━━ Stored data ━━

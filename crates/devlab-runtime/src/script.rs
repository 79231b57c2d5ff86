//! Sandbox startup script
//!
//! Every sandbox runs ttyd on the shell port, optionally boots k3s, runs the
//! user's script and then idles so the container stays up.

use std::fmt::Write as _;

/// Seconds to wait before checking that ttyd survived startup
const TTYD_SETTLE_SECS: u32 = 3;

/// Shell script executed as the container's main process
#[must_use]
pub fn startup_script(port: u16, kubernetes: bool, user_script: Option<&str>) -> String {
    let mut script = String::from("#!/bin/sh\nset -e\n\n");

    let _ = writeln!(script, "echo \"Starting ttyd on port {port}...\"");
    let _ = writeln!(
        script,
        "ttyd -p {port} --writable -t disableReuse=true bash &"
    );
    script.push_str("TTYD_PID=$!\n");
    let _ = writeln!(script, "sleep {TTYD_SETTLE_SECS}");
    script.push_str(
        "if ! kill -0 $TTYD_PID 2>/dev/null; then\n    echo \"ERROR: ttyd failed to start\"\n    exit 1\nfi\n\n",
    );

    if kubernetes {
        script.push_str("echo \"Initializing k3s...\"\n/usr/local/bin/start-k3s.sh &\n\n");
    }

    if let Some(user) = user_script {
        script.push_str(user);
        if !user.ends_with('\n') {
            script.push('\n');
        }
        script.push('\n');
    }

    script.push_str("echo \"Container ready for terminal access\"\nsleep infinity\n");
    script
}

/// Container command running `script` through `sh`
#[must_use]
pub fn container_command(script: String) -> Vec<String> {
    vec!["sh".to_string(), "-c".to_string(), script]
}

#[cfg(test)]
mod tests {
    use super::*;

    #[test]
    fn script_starts_ttyd_on_shell_port() {
        let script = startup_script(3000, false, None);
        assert!(script.contains("ttyd -p 3000"));
        assert!(script.ends_with("sleep infinity\n"));
        assert!(!script.contains("k3s"));
    }

    #[test]
    fn kubernetes_script_boots_k3s() {
        let script = startup_script(3000, true, None);
        assert!(script.contains("start-k3s.sh"));
    }

    #[test]
    fn user_script_runs_before_idle() {
        let script = startup_script(3000, false, Some("go mod init demo"));
        let user = script.find("go mod init demo").unwrap();
        let idle = script.find("sleep infinity").unwrap();
        assert!(user < idle);
    }
}
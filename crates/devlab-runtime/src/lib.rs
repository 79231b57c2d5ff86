//! # DevLab Runtime
//!
//! Container runtime contract for DevLab sandboxes.
//!
//! ## Backends
//!
//! - [`DockerRuntime`]: the local Docker daemon via bollard
//! - [`InMemoryRuntime`]: deterministic engine with fault injection for tests
//!
//! Every sandbox publishes its interactive shell on [`SHELL_PORT`] inside the
//! container, bound to a free host port from [`RuntimeConfig`]'s range.

pub mod catalog;
pub mod config;
pub mod docker;
pub mod error;
pub mod memory;
pub mod ports;
pub mod runtime;
pub mod script;
pub mod types;

pub use catalog::{ImageCatalog, Maturity, ScenarioTypeInfo, DEFAULT_IMAGE};
pub use config::RuntimeConfig;
pub use docker::DockerRuntime;
pub use error::{RuntimeError, RuntimeResult};
pub use memory::{InMemoryRuntime, MemContainer, RuntimeOp};
pub use ports::PortAllocator;
pub use runtime::{ContainerRuntime, Removal};
pub use types::{
    ContainerInfo, HostAddress, LiveStatus, ProvisionRequest, Provisioned, MANAGED_LABEL,
    SCENARIO_TYPE_LABEL, SHELL_PORT,
};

━━━

What needs to be done =
Each line from the top of the entries above through the line containing "bool, user_script: Option<&str>)" must be transcribed exactly, and no other line may appear.

Written answer =
filename crates/devlab-runtime/src/script.rs
repository 79231b57c2d5ff86
//! Sandbox startup script
//!
//! Every sandbox runs ttyd on the shell port, optionally boots k3s, runs the
//! user's script and then idles so the container stays up.

use std::fmt::Write as _;

/// Seconds to wait before checking that ttyd survived startup
const TTYD_SETTLE_SECS: u32 = 3;

/// Shell script executed as the container's main process
#[must_use]
pub fn startup_script(port: u16, kubernetes: bool, user_script: Option<&str>) -> String {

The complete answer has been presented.